Problem to solve → Once you find the line with "if e.is_negative() ||" in the entries below, return exactly every line from it through the line with "let s: Vec<u8> = vec![];".

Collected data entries
"""

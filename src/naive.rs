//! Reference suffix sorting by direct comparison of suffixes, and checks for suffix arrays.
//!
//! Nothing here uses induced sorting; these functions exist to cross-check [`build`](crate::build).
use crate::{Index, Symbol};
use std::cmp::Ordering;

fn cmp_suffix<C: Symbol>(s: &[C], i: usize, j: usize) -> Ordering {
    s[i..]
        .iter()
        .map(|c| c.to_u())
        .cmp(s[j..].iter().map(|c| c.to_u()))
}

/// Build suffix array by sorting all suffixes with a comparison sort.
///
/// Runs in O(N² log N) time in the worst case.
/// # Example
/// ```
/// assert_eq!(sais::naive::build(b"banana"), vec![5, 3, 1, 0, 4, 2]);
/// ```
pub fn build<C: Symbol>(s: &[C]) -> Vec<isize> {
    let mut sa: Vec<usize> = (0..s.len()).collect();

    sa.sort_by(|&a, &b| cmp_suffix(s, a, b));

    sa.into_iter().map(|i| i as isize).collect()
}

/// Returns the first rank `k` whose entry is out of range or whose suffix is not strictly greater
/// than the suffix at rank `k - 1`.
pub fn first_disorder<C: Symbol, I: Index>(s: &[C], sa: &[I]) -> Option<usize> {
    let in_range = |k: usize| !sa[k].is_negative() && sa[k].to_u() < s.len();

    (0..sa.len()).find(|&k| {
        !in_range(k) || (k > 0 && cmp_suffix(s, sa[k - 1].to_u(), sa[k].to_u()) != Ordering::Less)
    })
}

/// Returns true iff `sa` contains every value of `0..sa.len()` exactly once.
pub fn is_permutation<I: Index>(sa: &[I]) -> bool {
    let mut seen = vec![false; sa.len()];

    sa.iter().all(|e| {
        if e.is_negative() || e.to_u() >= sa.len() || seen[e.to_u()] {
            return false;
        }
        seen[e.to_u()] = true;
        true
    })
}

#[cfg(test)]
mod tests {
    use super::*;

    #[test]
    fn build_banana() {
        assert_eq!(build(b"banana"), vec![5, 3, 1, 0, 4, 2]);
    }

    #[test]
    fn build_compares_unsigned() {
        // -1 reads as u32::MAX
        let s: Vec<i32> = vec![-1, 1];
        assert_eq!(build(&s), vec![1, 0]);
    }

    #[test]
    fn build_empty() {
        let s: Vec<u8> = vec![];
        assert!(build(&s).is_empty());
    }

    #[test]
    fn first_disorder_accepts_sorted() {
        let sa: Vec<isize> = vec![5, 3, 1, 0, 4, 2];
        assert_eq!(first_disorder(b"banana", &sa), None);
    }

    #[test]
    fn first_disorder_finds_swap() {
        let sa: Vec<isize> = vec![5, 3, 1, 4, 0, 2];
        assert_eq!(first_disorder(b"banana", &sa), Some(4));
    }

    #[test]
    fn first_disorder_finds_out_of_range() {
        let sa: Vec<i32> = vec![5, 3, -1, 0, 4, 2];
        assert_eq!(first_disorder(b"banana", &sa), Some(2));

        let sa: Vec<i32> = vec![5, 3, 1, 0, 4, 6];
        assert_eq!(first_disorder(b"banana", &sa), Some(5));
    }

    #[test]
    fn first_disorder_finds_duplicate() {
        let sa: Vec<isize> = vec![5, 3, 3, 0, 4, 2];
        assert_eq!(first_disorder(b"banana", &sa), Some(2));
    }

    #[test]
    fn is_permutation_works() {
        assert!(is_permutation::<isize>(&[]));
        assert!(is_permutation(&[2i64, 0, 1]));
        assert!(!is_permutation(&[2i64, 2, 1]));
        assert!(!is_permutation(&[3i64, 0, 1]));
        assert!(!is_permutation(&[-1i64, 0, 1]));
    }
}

"""

Response to the exercise →
        if e.is_negative() || e.to_u() >= sa.len() || seen[e.to_u()] {
            return false;
        }
        seen[e.to_u()] = true;
        true
    })
}

#[cfg(test)]
mod tests {
    use super::*;

    #[test]
    fn build_banana() {
        assert_eq!(build(b"banana"), vec![5, 3, 1, 0, 4, 2]);
    }

    #[test]
    fn build_compares_unsigned() {
        // -1 reads as u32::MAX
        let s: Vec<i32> = vec![-1, 1];
        assert_eq!(build(&s), vec![1, 0]);
    }

    #[test]
    fn build_empty() {
        let s: Vec<u8> = vec![];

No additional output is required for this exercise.